Just reading the title the reader understands the book is going to deal with the Dubliner inhabitants; indeed the book is arranged in 15 chapters (The Sisters; An Encounter; Araby; Eveline; After the Race; Two Gallants; The Boarding House; A Little Cloud; Counterparts; Clay; A Painful Case ; Ivy Day in the Committee Room; A Mother; Grace; The Dead). Each one deals with a different and independent story, but everyone is set in Dublin.

Joyce’s Dubliners was published in 1914, he wrote the book in the first ten years of 20th century but probably the stories took place at the end of 19th century, indeed the first chapter reports the date 1 July 1895.

The Dead is set during the Christmas holiday and it can be separated in 3 sequences: the first one deals with the traditional dinner the protagonist’s family organizes every year in its house, his family is composed by his three aunts; the second part presents the different characters and the described situation according Gabriel Conroy’s point of view; the third one is set  in the house of the protagonist’s family and in a hotel’s room, where the protagonist lodges with his wife Gretta.

The story is told in third person but Joyce wrote the whole story according Gabriel’s point of view; indeed in the Modern Age the narrator wasn’t omniscient and the writer tells the story to make the reader reflect of his/her personal experience. In addition the characters are described according to the Gabriel’s order of meeting.
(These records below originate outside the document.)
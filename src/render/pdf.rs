use std::io::BufWriter;

use printpdf::{
    BuiltinFont, IndirectFontRef, Line, Mm, PdfDocument, PdfDocumentReference, PdfLayerReference,
    Point,
};

use super::{Align, DocumentCanvas, TextStyle, PT_TO_MM};
use crate::error::{ReportError, Result};

/// printpdf-backed canvas. Takes top-down mm coordinates from the composer
/// and flips them onto printpdf's bottom-left origin.
pub struct PdfCanvas {
    doc: PdfDocumentReference,
    layer: PdfLayerReference,
    font: IndirectFontRef,
    font_bold: IndirectFontRef,
    page_width: f64,
    page_height: f64,
}

impl PdfCanvas {
    pub fn new(title: &str, page_width: f64, page_height: f64) -> Result<Self> {
        let (doc, page, layer) =
            PdfDocument::new(title, Mm(page_width as f32), Mm(page_height as f32), "Layer 1");
        let layer = doc.get_page(page).get_layer(layer);

        let font = doc
            .add_builtin_font(BuiltinFont::Helvetica)
            .map_err(|e| ReportError::PdfGeneration(e.to_string()))?;
        let font_bold = doc
            .add_builtin_font(BuiltinFont::HelveticaBold)
            .map_err(|e| ReportError::PdfGeneration(e.to_string()))?;

        Ok(Self {
            doc,
            layer,
            font,
            font_bold,
            page_width,
            page_height,
        })
    }

    pub fn into_bytes(self) -> Result<Vec<u8>> {
        let mut writer = BufWriter::new(Vec::<u8>::new());
        self.doc
            .save(&mut writer)
            .map_err(|e| ReportError::PdfGeneration(e.to_string()))?;
        writer
            .into_inner()
            .map_err(|e| ReportError::PdfGeneration(e.to_string()))
    }

    /// Helvetica has no metrics available here; half an em per glyph is close
    /// enough for centering headings.
    fn estimated_width(text: &str, size: f64) -> f64 {
        text.chars().count() as f64 * size * 0.5 * PT_TO_MM
    }
}

impl DocumentCanvas for PdfCanvas {
    fn page_size(&self) -> (f64, f64) {
        (self.page_width, self.page_height)
    }

    fn start_page(&mut self) {
        let (page, layer) = self.doc.add_page(
            Mm(self.page_width as f32),
            Mm(self.page_height as f32),
            "Layer 1",
        );
        self.layer = self.doc.get_page(page).get_layer(layer);
    }

    fn text(&mut self, text: &str, x: f64, y: f64, style: TextStyle) {
        let x = match style.align {
            Align::Left => x,
            Align::Center => x - Self::estimated_width(text, style.size) / 2.0,
            Align::Right => x - Self::estimated_width(text, style.size),
        };
        let font = if style.bold { &self.font_bold } else { &self.font };
        self.layer.use_text(
            text,
            style.size as f32,
            Mm(x as f32),
            Mm((self.page_height - y) as f32),
            font,
        );
    }

    fn line(&mut self, from: (f64, f64), to: (f64, f64), thickness: f64) {
        self.layer.set_outline_thickness(thickness as f32);
        self.layer.add_line(Line {
            points: vec![
                (
                    Point::new(Mm(from.0 as f32), Mm((self.page_height - from.1) as f32)),
                    false,
                ),
                (
                    Point::new(Mm(to.0 as f32), Mm((self.page_height - to.1) as f32)),
                    false,
                ),
            ],
            is_closed: false,
        });
    }
}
At the end of the chapter, where the writer puts a change of situation developing after Gretta listens a song in three aunt’s house. The song makes her come mind a young boy Michael Furey, who has been probably her lover. While Gretta and Gabriel is going to hotel, Gabriel is taken by unaware feeling and passion for his wife. In the hotel’s room Gretta tells Gabriel about Michael, the story wreaks in the protagonist new thoughts and feelings, which freezes him and the surrounding place; indeed the cold lasting the whole story seems to be felt only at the end.

The explanation of the title The Dead is clearer at the end; indeed after Gretta’s story, Gabriel compares the snowing as falling sleep and the death. Everyone has the same destiny, indeed during the story Gabriel reflects on his dead uncle and his aunt Julia’s future death but also he reflects on the society, in particular during his public speech.

When Gabriel looks at the window it is snowing and the snow covers the living and the dead people, everyone is determined by the same destiny, that is to say the Dubliner society’s destiny; indeed people live in a materialistic world without values and where they feel lost because they haven’t anymore points of reference.